The text continues down the page, then the grid continues. You can click again and the page splits again revealing the text 'underneath.' This is the Tumblr mechanism at work. It's one never-ending stream of information smack down the center of the page. There are no sidebar or banner ads because the sponsored content posts are the ads.
Even though the ads are clearly defined with both the word Promoted and the AdChoices icon, it's easy to view them as just another piece of content. And really, if it's informative, does it matter whether a company paid to put it there? In this case, Knorr does an excellent job with a piece on easy, fine dining recipes - the majority of which don't even include Knorr products. Try to resist Marcella Hazan's Buttery Tomato Sauce with a half stick of butter in the sauce.
I was very impressed by the presentation and the quality of the content.
Getting back to Mr. Brody and his interview with AdAge, he had this to say about Yahoo's multi-year climb back to greatness:
We now have 800 million users. We went up from 150 million mobile users at the end of 2012 to 400 million mobile users now. There's a 14% increase in time spent on home page. The turnaround has really begun to take steam in the product side.

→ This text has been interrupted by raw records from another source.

//! ECH (Encrypted Client Hello) TLS connection handling
//!
//! The ECH config list fetched at startup lives in an [`EchStore`]. Every
//! relay dial snapshots it and builds a TLS 1.3 client context that seals
//! the real server name inside the inner ClientHello. There is no fallback
//! to plain TLS: an empty list or a rejection by the server fails the dial.

use crate::dns::EchResolver;
use crate::error::{DialError, ResolveError, TlsSetupError};
use async_trait::async_trait;
use parking_lot::RwLock;
use rustls::client::{EchConfig, EchMode, EchStatus};
use rustls::pki_types::{EchConfigListBytes, ServerName};
use rustls::{ClientConfig, RootCertStore};
use std::fmt;
use std::sync::Arc;
use tokio::io::{AsyncRead, AsyncWrite};
use tokio::net::TcpStream;
use tokio_rustls::TlsConnector;
use tracing::{debug, info, warn};

/// Raw ECHConfigList bytes from the HTTPS record `ech` parameter.
#[derive(Clone, PartialEq, Eq)]
pub struct EchConfigList(Arc<[u8]>);

impl EchConfigList {
    pub fn new(bytes: impl Into<Arc<[u8]>>) -> Self {
        Self(bytes.into())
    }

    pub fn as_bytes(&self) -> &[u8] {
        &self.0
    }

    pub fn len(&self) -> usize {
        self.0.len()
    }

    pub fn is_empty(&self) -> bool {
        self.0.is_empty()
    }

    /// Bytes in the form rustls expects: a 2-byte length-prefixed list.
    pub fn to_rustls(&self) -> EchConfigListBytes<'static> {
        EchConfigListBytes::from(ensure_len_prefix(&self.0))
    }
}

impl fmt::Debug for EchConfigList {
    fn fmt(&self, f: &mut fmt::Formatter<'_>) -> fmt::Result {
        write!(f, "EchConfigList({} bytes)", self.0.len())
    }
}

fn ensure_len_prefix(bytes: &[u8]) -> Vec<u8> {
    if bytes.len() >= 2 {
        let declared = u16::from_be_bytes([bytes[0], bytes[1]]) as usize;
        if declared == bytes.len() - 2 {
            return bytes.to_vec();
        }
    }

    if bytes.len() > u16::MAX as usize {
        warn!(
            "ECH config list too large ({} bytes), passing as-is",
            bytes.len()
        );
        return bytes.to_vec();
    }

    let mut prefixed = Vec::with_capacity(bytes.len() + 2);
    prefixed.extend_from_slice(&(bytes.len() as u16).to_be_bytes());
    prefixed.extend_from_slice(bytes);
    prefixed
}

/// Shared cell holding the current ECH config list.
///
/// Written by resolution, read by every dial. Clones share the same cell.
#[derive(Clone, Default)]
pub struct EchStore {
    inner: Arc<RwLock<Option<EchConfigList>>>,
}

impl EchStore {
    pub fn new() -> Self {
        Self::default()
    }

    /// Replace the stored list. Empty lists are never published.
    pub fn publish(&self, list: EchConfigList) {
        if list.is_empty() {
            warn!("Ignoring empty ECH config list");
            return;
        }
        info!("ECH config loaded ({} bytes)", list.len());
        *self.inner.write() = Some(list);
    }

    /// Current list, or `None` if nothing has been loaded yet.
    pub fn snapshot(&self) -> Option<EchConfigList> {
        self.inner.read().clone()
    }

    pub fn is_loaded(&self) -> bool {
        self.inner.read().is_some()
    }

    /// Re-run resolution for `domain`. The stored list is kept on failure.
    pub async fn refresh(&self, resolver: &EchResolver, domain: &str) -> Result<(), ResolveError> {
        resolver.resolve_into(domain, self).await
    }
}

impl fmt::Debug for EchStore {
    fn fmt(&self, f: &mut fmt::Formatter<'_>) -> fmt::Result {
        f.debug_struct("EchStore")
            .field("list", &*self.inner.read())
            .finish()
    }
}

/// A TLS client context for one server name with ECH attached.
#[derive(Clone)]
pub struct TlsContext {
    config: Arc<ClientConfig>,
    server_name: ServerName<'static>,
}

impl TlsContext {
    pub fn config(&self) -> Arc<ClientConfig> {
        self.config.clone()
    }

    pub fn server_name(&self) -> &ServerName<'static> {
        &self.server_name
    }

    pub fn connector(&self) -> TlsConnector {
        TlsConnector::from(self.config.clone())
    }
}

/// Builds ECH-enabled TLS client contexts on top of a fixed root store.
#[derive(Clone)]
pub struct TlsContextBuilder {
    root_store: Arc<RootCertStore>,
    crypto_provider: Arc<rustls::crypto::CryptoProvider>,
}

impl TlsContextBuilder {
    /// Use the platform trust store.
    pub fn with_native_roots() -> Result<Self, TlsSetupError> {
        let loaded = rustls_native_certs::load_native_certs();
        for err in &loaded.errors {
            warn!("Error loading system root certificate: {}", err);
        }

        let mut root_store = RootCertStore::empty();
        let (added, ignored) = root_store.add_parsable_certificates(loaded.certs);
        if root_store.is_empty() {
            return Err(TlsSetupError::RootCertLoadFailed(format!(
                "no usable certificates ({} errors, {} unparsable)",
                loaded.errors.len(),
                ignored
            )));
        }
        debug!("Loaded {} system root certificates ({} ignored)", added, ignored);

        Ok(Self::with_roots(root_store))
    }

    pub fn with_roots(root_store: RootCertStore) -> Self {
        Self {
            root_store: Arc::new(root_store),
            crypto_provider: Arc::new(crate::tls_crypto::build_provider()),
        }
    }

    /// Build a context that validates `server_name` and seals it with `ech`.
    pub fn build(&self, server_name: &str, ech: &EchConfigList) -> Result<TlsContext, TlsSetupError> {
        if ech.is_empty() {
            return Err(TlsSetupError::EmptyEchConfig);
        }

        let server_name = ServerName::try_from(server_name.to_string())
            .map_err(|_| TlsSetupError::InvalidServerName(server_name.to_string()))?;

        let ech_config = EchConfig::new(ech.to_rustls(), crate::tls_crypto::hpke_suites())
            .map_err(|e| TlsSetupError::EchSetupFailed(e.to_string()))?;

        // with_ech restricts the config to TLS 1.3
        let config = ClientConfig::builder_with_provider(self.crypto_provider.clone())
            .with_ech(EchMode::Enable(ech_config))
            .map_err(|e| TlsSetupError::EchSetupFailed(e.to_string()))?
            .with_root_certificates(self.root_store.clone())
            .with_no_client_auth();

        Ok(TlsContext {
            config: Arc::new(config),
            server_name,
        })
    }
}

/// Trait for streams that support bidirectional I/O
pub trait AsyncReadWrite: AsyncRead + AsyncWrite + Unpin + Send {}
impl<T: AsyncRead + AsyncWrite + Unpin + Send> AsyncReadWrite for T {}

pub type BoxedStream = Box<dyn AsyncReadWrite>;

/// Secures a connected TCP stream for `server_name` using the ECH list.
#[async_trait]
pub trait TlsConnect: Send + Sync {
    async fn connect(
        &self,
        server_name: &str,
        ech: &EchConfigList,
        stream: TcpStream,
    ) -> Result<BoxedStream, DialError>;
}

/// Production [`TlsConnect`]: rustls with ECH enforced.
pub struct EchTlsConnector {
    builder: TlsContextBuilder,
}

impl EchTlsConnector {
    pub fn new(builder: TlsContextBuilder) -> Self {
        Self { builder }
    }
}

#[async_trait]
impl TlsConnect for EchTlsConnector {
    async fn connect(
        &self,
        server_name: &str,
        ech: &EchConfigList,
        stream: TcpStream,
    ) -> Result<BoxedStream, DialError> {
        let context = self.builder.build(server_name, ech)?;
        let tls_stream = context
            .connector()
            .connect(context.server_name().clone(), stream)
            .await
            .map_err(classify_handshake_error)?;

        let (_, conn) = tls_stream.get_ref();
        let ech_status = conn.ech_status();
        if ech_status != EchStatus::Accepted {
            warn!("ECH not accepted by {} (status: {:?})", server_name, ech_status);
            return Err(DialError::EchRejected);
        }
        debug!(
            "TLS connection to {} established, protocol: {:?}, ECH accepted",
            server_name,
            conn.protocol_version()
        );

        Ok(Box::new(tls_stream))
    }
}

fn classify_handshake_error(err: std::io::Error) -> DialError {
    let rejected = err
        .get_ref()
        .and_then(|inner| inner.downcast_ref::<rustls::Error>())
        .is_some_and(|e| {
            matches!(
                e,
                rustls::Error::PeerIncompatible(
                    rustls::PeerIncompatible::ServerRejectedEncryptedClientHello(_)
                )
            )
        });

    if rejected {
        DialError::EchRejected
    } else {
        DialError::Handshake(err)
    }
}
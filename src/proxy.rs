//! Local SOCKS5 listener feeding the ECH WebSocket tunnel
//!
//! Each accepted connection gets its own task. The first byte picks the
//! protocol: 0x05 is SOCKS5, anything else is closed without a reply.

use crate::error::{EchProxyError, Result};
use crate::socks5::{self, REPLY_HOST_UNREACHABLE, REPLY_SUCCEEDED, SOCKS5_VERSION};
use crate::tunnel::{TunnelDialer, TunnelSession};
use std::net::SocketAddr;
use std::sync::Arc;
use std::time::Duration;
use tokio::io::{AsyncRead, AsyncReadExt, AsyncWrite};
use tokio::net::TcpListener;
use tokio::sync::broadcast;
use tracing::{debug, error, info, warn};

/// Deadline for the first byte of a new connection.
pub const FIRST_BYTE_TIMEOUT: Duration = Duration::from_secs(30);

/// Pause after a failed accept so a persistent error (e.g. EMFILE) does not spin.
const ACCEPT_ERROR_BACKOFF: Duration = Duration::from_millis(100);

/// SOCKS5 proxy server bound to a local address
pub struct EchProxyServer {
    listener: TcpListener,
    local_addr: SocketAddr,
    dialer: Arc<TunnelDialer>,
    shutdown_tx: broadcast::Sender<()>,
    shutdown_rx: broadcast::Receiver<()>,
}

/// Stops the accept loop of a running [`EchProxyServer`].
#[derive(Clone)]
pub struct ShutdownHandle {
    shutdown_tx: broadcast::Sender<()>,
}

impl ShutdownHandle {
    pub fn shutdown(&self) {
        let _ = self.shutdown_tx.send(());
    }
}

impl EchProxyServer {
    /// Bind the listener. Nothing is accepted until [`run`](Self::run).
    pub async fn bind(addr: &str, dialer: TunnelDialer) -> Result<Self> {
        let listen_err = |source| EchProxyError::Listen {
            addr: addr.to_string(),
            source,
        };
        let listener = TcpListener::bind(addr).await.map_err(listen_err)?;
        let local_addr = listener.local_addr().map_err(listen_err)?;
        // Subscribed now so a shutdown sent before `run` is not lost.
        let (shutdown_tx, shutdown_rx) = broadcast::channel(1);

        Ok(Self {
            listener,
            local_addr,
            dialer: Arc::new(dialer),
            shutdown_tx,
            shutdown_rx,
        })
    }

    /// Get the local address the server is bound to
    pub fn local_addr(&self) -> SocketAddr {
        self.local_addr
    }

    pub fn shutdown_handle(&self) -> ShutdownHandle {
        ShutdownHandle {
            shutdown_tx: self.shutdown_tx.clone(),
        }
    }

    /// Accept connections until shut down.
    ///
    /// The listener closes when this returns. Sessions already running are
    /// left to finish on their own.
    pub async fn run(mut self) {
        info!("SOCKS5 proxy listening on {}", self.local_addr);

        loop {
            tokio::select! {
                result = self.listener.accept() => {
                    match result {
                        Ok((stream, peer_addr)) => {
                            debug!("New connection from {}", peer_addr);
                            let _ = stream.set_nodelay(true);
                            let dialer = self.dialer.clone();

                            tokio::spawn(async move {
                                match handle_connection(stream, &dialer).await {
                                    Ok(()) => {}
                                    Err(EchProxyError::Protocol(e)) => {
                                        debug!("Dropped connection from {}: {}", peer_addr, e);
                                    }
                                    Err(e) => {
                                        warn!("Connection error from {}: {}", peer_addr, e);
                                    }
                                }
                            });
                        }
                        Err(e) => {
                            error!("Accept error: {}", e);
                            tokio::time::sleep(ACCEPT_ERROR_BACKOFF).await;
                        }
                    }
                }
                _ = self.shutdown_rx.recv() => {
                    info!("Shutting down proxy server on {}", self.local_addr);
                    break;
                }
            }
        }
    }
}

/// Handle a single connection
async fn handle_connection<S>(mut client: S, dialer: &TunnelDialer) -> Result<()>
where
    S: AsyncRead + AsyncWrite + Unpin,
{
    let first = match tokio::time::timeout(FIRST_BYTE_TIMEOUT, client.read_u8()).await {
        Ok(Ok(byte)) => byte,
        Ok(Err(e)) => return Err(socks5_io(e)),
        Err(_) => {
            debug!("No data within {:?}, closing", FIRST_BYTE_TIMEOUT);
            return Ok(());
        }
    };

    if first != SOCKS5_VERSION {
        warn!("Unsupported protocol (first byte 0x{:02x}), closing", first);
        return Ok(());
    }

    handle_socks5(client, first, dialer).await
}

fn socks5_io(e: std::io::Error) -> EchProxyError {
    EchProxyError::Protocol(e.into())
}

/// Serve one SOCKS5 client whose version byte has already been read.
///
/// The success reply is written only once the tunnel is open and the target
/// has been sent; a failed dial gets host-unreachable instead.
pub async fn handle_socks5<S>(mut client: S, version: u8, dialer: &TunnelDialer) -> Result<()>
where
    S: AsyncRead + AsyncWrite + Unpin,
{
    let target = socks5::handshake(&mut client, version).await?;
    info!(%target, "SOCKS5 CONNECT");

    let relay = match dialer.open(&target).await {
        Ok(relay) => relay,
        Err(e) => {
            let _ = socks5::send_reply(&mut client, REPLY_HOST_UNREACHABLE).await;
            return Err(e.into());
        }
    };

    socks5::send_reply(&mut client, REPLY_SUCCEEDED).await?;
    TunnelSession::new(client, relay, target).pump().await;
    Ok(())
}

#[cfg(test)]
mod tests {
    use super::*;
    use crate::ech::{BoxedStream, EchConfigList, EchStore, TlsConnect};
    use crate::error::DialError;
    use crate::tunnel::RelayAddr;
    use async_trait::async_trait;
    use futures_util::{SinkExt, StreamExt};
    use tokio::io::AsyncWriteExt;
    use tokio::net::TcpStream;
    use tokio_tungstenite::tungstenite::Message;

    /// Hands the TCP stream back untouched.
    struct Passthrough;

    #[async_trait]
    impl TlsConnect for Passthrough {
        async fn connect(
            &self,
            _server_name: &str,
            _ech: &EchConfigList,
            stream: TcpStream,
        ) -> std::result::Result<BoxedStream, DialError> {
            Ok(Box::new(stream))
        }
    }

    /// Never finishes the handshake.
    struct Stalled;

    #[async_trait]
    impl TlsConnect for Stalled {
        async fn connect(
            &self,
            _server_name: &str,
            _ech: &EchConfigList,
            _stream: TcpStream,
        ) -> std::result::Result<BoxedStream, DialError> {
            std::future::pending().await
        }
    }

    fn loaded_store() -> EchStore {
        let store = EchStore::new();
        store.publish(EchConfigList::new(vec![0xfe, 0x0d]));
        store
    }

    fn dialer(relay: &str, ech: EchStore) -> TunnelDialer {
        TunnelDialer::new(RelayAddr::parse(relay).unwrap(), ech, Arc::new(Passthrough))
    }

    const CONNECT_EXAMPLE: &[u8] = &[
        0x05, 0x01, 0x00, 0x05, 0x01, 0x00, 0x03, 11, b'e', b'x', b'a', b'm', b'p', b'l', b'e',
        b'.', b'c', b'o', b'm', 0x01, 0xbb,
    ];

    async fn closed_port() -> u16 {
        let listener = TcpListener::bind("127.0.0.1:0").await.unwrap();
        listener.local_addr().unwrap().port()
    }

    #[tokio::test]
    async fn dial_failure_replies_host_unreachable() {
        let port = closed_port().await;
        let dialer = dialer(&format!("127.0.0.1:{port}"), loaded_store());

        let (mut app, local) = tokio::io::duplex(1024);
        app.write_all(&CONNECT_EXAMPLE[1..]).await.unwrap();

        let result = handle_socks5(local, 0x05, &dialer).await;
        assert!(matches!(result, Err(EchProxyError::Dial(DialError::Connect { .. }))));

        let mut written = Vec::new();
        app.read_to_end(&mut written).await.unwrap();
        assert_eq!(
            written,
            vec![0x05, 0x00, 0x05, 0x04, 0x00, 0x01, 0, 0, 0, 0, 0, 0]
        );
    }

    #[tokio::test]
    async fn missing_ech_fails_the_dial() {
        let dialer = dialer("127.0.0.1:9", EchStore::new());

        let (mut app, local) = tokio::io::duplex(1024);
        app.write_all(&CONNECT_EXAMPLE[1..]).await.unwrap();

        let result = handle_socks5(local, 0x05, &dialer).await;
        assert!(matches!(result, Err(EchProxyError::Dial(DialError::EchUnavailable))));

        let mut written = Vec::new();
        app.read_to_end(&mut written).await.unwrap();
        assert_eq!(&written[2..4], &[0x05, 0x04]);
    }

    #[tokio::test]
    async fn success_reply_follows_target_frame() {
        let relay = TcpListener::bind("127.0.0.1:0").await.unwrap();
        let relay_addr = relay.local_addr().unwrap();
        let relay_task = tokio::spawn(async move {
            let (stream, _) = relay.accept().await.unwrap();
            let mut ws = tokio_tungstenite::accept_async(stream).await.unwrap();
            let first = ws.next().await.unwrap().unwrap();
            assert_eq!(first, Message::Text("example.com:443".to_string()));
            while let Some(Ok(message)) = ws.next().await {
                if message.is_binary() {
                    ws.send(message).await.unwrap();
                } else if message.is_close() {
                    break;
                }
            }
        });

        let server = EchProxyServer::bind("127.0.0.1:0", dialer(&relay_addr.to_string(), loaded_store()))
            .await
            .unwrap();
        let proxy_addr = server.local_addr();
        let shutdown = server.shutdown_handle();
        tokio::spawn(server.run());

        let mut app = TcpStream::connect(proxy_addr).await.unwrap();
        app.write_all(CONNECT_EXAMPLE).await.unwrap();

        let mut reply = [0u8; 12];
        app.read_exact(&mut reply).await.unwrap();
        assert_eq!(reply, [0x05, 0x00, 0x05, 0x00, 0x00, 0x01, 0, 0, 0, 0, 0, 0]);

        app.write_all(b"ping").await.unwrap();
        let mut echoed = [0u8; 4];
        app.read_exact(&mut echoed).await.unwrap();
        assert_eq!(&echoed, b"ping");

        drop(app);
        tokio::time::timeout(Duration::from_secs(5), relay_task)
            .await
            .expect("relay did not see close")
            .unwrap();
        shutdown.shutdown();
    }

    #[tokio::test(start_paused = true)]
    async fn dial_timeout_replies_host_unreachable() {
        let relay = TcpListener::bind("127.0.0.1:0").await.unwrap();
        let relay_addr = RelayAddr::parse(&relay.local_addr().unwrap().to_string()).unwrap();
        let dialer = TunnelDialer::new(relay_addr, loaded_store(), Arc::new(Stalled));

        let (mut app, local) = tokio::io::duplex(1024);
        app.write_all(&CONNECT_EXAMPLE[1..]).await.unwrap();

        let result = handle_socks5(local, 0x05, &dialer).await;
        assert!(matches!(result, Err(EchProxyError::Dial(DialError::Timeout))));

        let mut written = Vec::new();
        app.read_to_end(&mut written).await.unwrap();
        assert_eq!(
            written,
            vec![0x05, 0x00, 0x05, 0x04, 0x00, 0x01, 0, 0, 0, 0, 0, 0]
        );
        drop(relay);
    }

    #[tokio::test(start_paused = true)]
    async fn idle_connection_closed_after_first_byte_deadline() {
        let dialer = dialer("127.0.0.1:9", loaded_store());
        let (mut app, local) = tokio::io::duplex(64);

        let started = tokio::time::Instant::now();
        handle_connection(local, &dialer).await.unwrap();
        assert!(started.elapsed() >= FIRST_BYTE_TIMEOUT);

        let mut written = Vec::new();
        app.read_to_end(&mut written).await.unwrap();
        assert!(written.is_empty());
    }

    #[tokio::test]
    async fn non_socks_first_byte_is_closed() {
        let server = EchProxyServer::bind("127.0.0.1:0", dialer("127.0.0.1:9", loaded_store()))
            .await
            .unwrap();
        let proxy_addr = server.local_addr();
        tokio::spawn(server.run());

        let mut app = TcpStream::connect(proxy_addr).await.unwrap();
        app.write_all(b"GET / HTTP/1.1\r\n\r\n").await.unwrap();

        let mut buf = Vec::new();
        let n = tokio::time::timeout(Duration::from_secs(5), app.read_to_end(&mut buf))
            .await
            .expect("connection was not closed")
            .unwrap_or(0);
        assert_eq!(n, 0);
    }

    #[tokio::test]
    async fn bind_failure_is_listen_error() {
        let taken = TcpListener::bind("127.0.0.1:0").await.unwrap();
        let addr = taken.local_addr().unwrap().to_string();
        let result = EchProxyServer::bind(&addr, dialer("127.0.0.1:9", loaded_store())).await;
        assert!(matches!(result, Err(EchProxyError::Listen { .. })));
    }
}
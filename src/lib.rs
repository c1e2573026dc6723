//! ECH Proxy - SOCKS5 proxy tunnelling over WebSocket with Encrypted Client Hello
//!
//! This library runs a local SOCKS5 listener and carries every CONNECT
//! session to a remote relay over a WebSocket secured by TLS 1.3 with ECH,
//! so the real server name stays inside the encrypted inner ClientHello.
//! The ECH config list is fetched once at startup from an HTTPS DNS record
//! over DoH.

pub mod client;
pub mod dns;
pub mod dns_wire;
pub mod ech;
pub mod error;
pub mod ffi;
pub mod logging;
pub mod proxy;
pub mod socks5;
pub mod tls_crypto;
pub mod tunnel;

pub use client::EchClient;
pub use error::EchProxyError;
pub use proxy::EchProxyServer;

use error::{EchProxyError as Error, Result};
use tunnel::RelayAddr;

pub const DEFAULT_LISTEN_ADDR: &str = "127.0.0.1:30000";
pub const DEFAULT_DOH_SERVER: &str = "dns.alidns.com/dns-query";
pub const DEFAULT_ECH_DOMAIN: &str = "cloudflare-ech.com";

/// Proxy configuration
#[derive(Debug, Clone, PartialEq, Eq)]
pub struct ProxyConfig {
    /// Local SOCKS5 listen address (default: 127.0.0.1:30000)
    pub listen_addr: String,
    /// Relay address: `host:port` with an optional `/path`
    pub server_addr: String,
    /// Shared secret offered as the WebSocket subprotocol
    pub token: Option<String>,
    /// Address to dial instead of the relay host; TLS still verifies the host
    pub server_ip: Option<String>,
    /// DOH server URL used for the ECH lookup
    pub doh_server: String,
    /// Domain whose HTTPS record carries the ECH config list
    pub ech_domain: String,
}

impl Default for ProxyConfig {
    fn default() -> Self {
        Self {
            listen_addr: DEFAULT_LISTEN_ADDR.to_string(),
            server_addr: String::new(),
            token: None,
            server_ip: None,
            doh_server: DEFAULT_DOH_SERVER.to_string(),
            ech_domain: DEFAULT_ECH_DOMAIN.to_string(),
        }
    }
}

impl ProxyConfig {
    /// Check everything that can be checked before touching the network.
    pub fn validate(&self) -> Result<RelayAddr> {
        if self.server_addr.is_empty() {
            return Err(Error::Config("server address is not configured".to_string()));
        }
        if self.ech_domain.is_empty() {
            return Err(Error::Config("ECH domain is not configured".to_string()));
        }
        if let Some(token) = &self.token {
            if token.is_empty() || !token.chars().all(|c| c.is_ascii_graphic()) {
                return Err(Error::Config(
                    "token must be non-empty printable ASCII without spaces".to_string(),
                ));
            }
        }
        RelayAddr::parse(&self.server_addr).map_err(|e| Error::Config(e.to_string()))
    }
}
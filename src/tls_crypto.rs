use rustls::crypto::hpke::Hpke;
use rustls::crypto::{aws_lc_rs, CryptoProvider};
use rustls::NamedGroup;

/// aws-lc-rs provider for ECH connections.
///
/// Post-quantum hybrid groups are dropped from the key exchange list.
pub fn build_provider() -> CryptoProvider {
    let mut provider = aws_lc_rs::default_provider();
    provider.kx_groups = provider
        .kx_groups
        .into_iter()
        .filter(|group| {
            !matches!(
                group.name(),
                NamedGroup::X25519MLKEM768 | NamedGroup::secp256r1MLKEM768 | NamedGroup::MLKEM768
            )
        })
        .collect();
    provider
}

/// HPKE suites offered when sealing the inner ClientHello.
pub fn hpke_suites() -> &'static [&'static dyn Hpke] {
    aws_lc_rs::hpke::ALL_SUPPORTED_SUITES
}

#[cfg(test)]
mod tests {
    use super::*;

    #[test]
    fn provider_has_classical_groups_only() {
        let provider = build_provider();
        assert!(!provider.kx_groups.is_empty());
        assert!(provider
            .kx_groups
            .iter()
            .all(|group| group.name() != NamedGroup::X25519MLKEM768));
        assert!(provider
            .kx_groups
            .iter()
            .any(|group| group.name() == NamedGroup::X25519));
    }

    #[test]
    fn hpke_suites_available() {
        assert!(!hpke_suites().is_empty());
    }
}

And he's not concerned about the decline in display numbers.
No one ever said that that display number you're looking at is the way for revenue to grow. Revenue is a portfolio of lots of different products: Stream Ads, programmatic ads, search, mobile. And with any portfolio, you have businesses that are continuing to grow and you have things that actually don't grow as quickly. Look at the market in general. The core display businesses of the market are actually declining, while things like native and programmatic are growing.
Yahoo's had some rough times but it looks like they're on the right road now. The new pages are fresh and alive and they feel like they're in sync with what's happening in mobile. But one thing they haven't given up on is search. Brody says, 'search needs to continue to evolve for consumers and for advertisers. I think we're committed to figuring that out.'
Yahoo may not win it, but they're definitely still in it.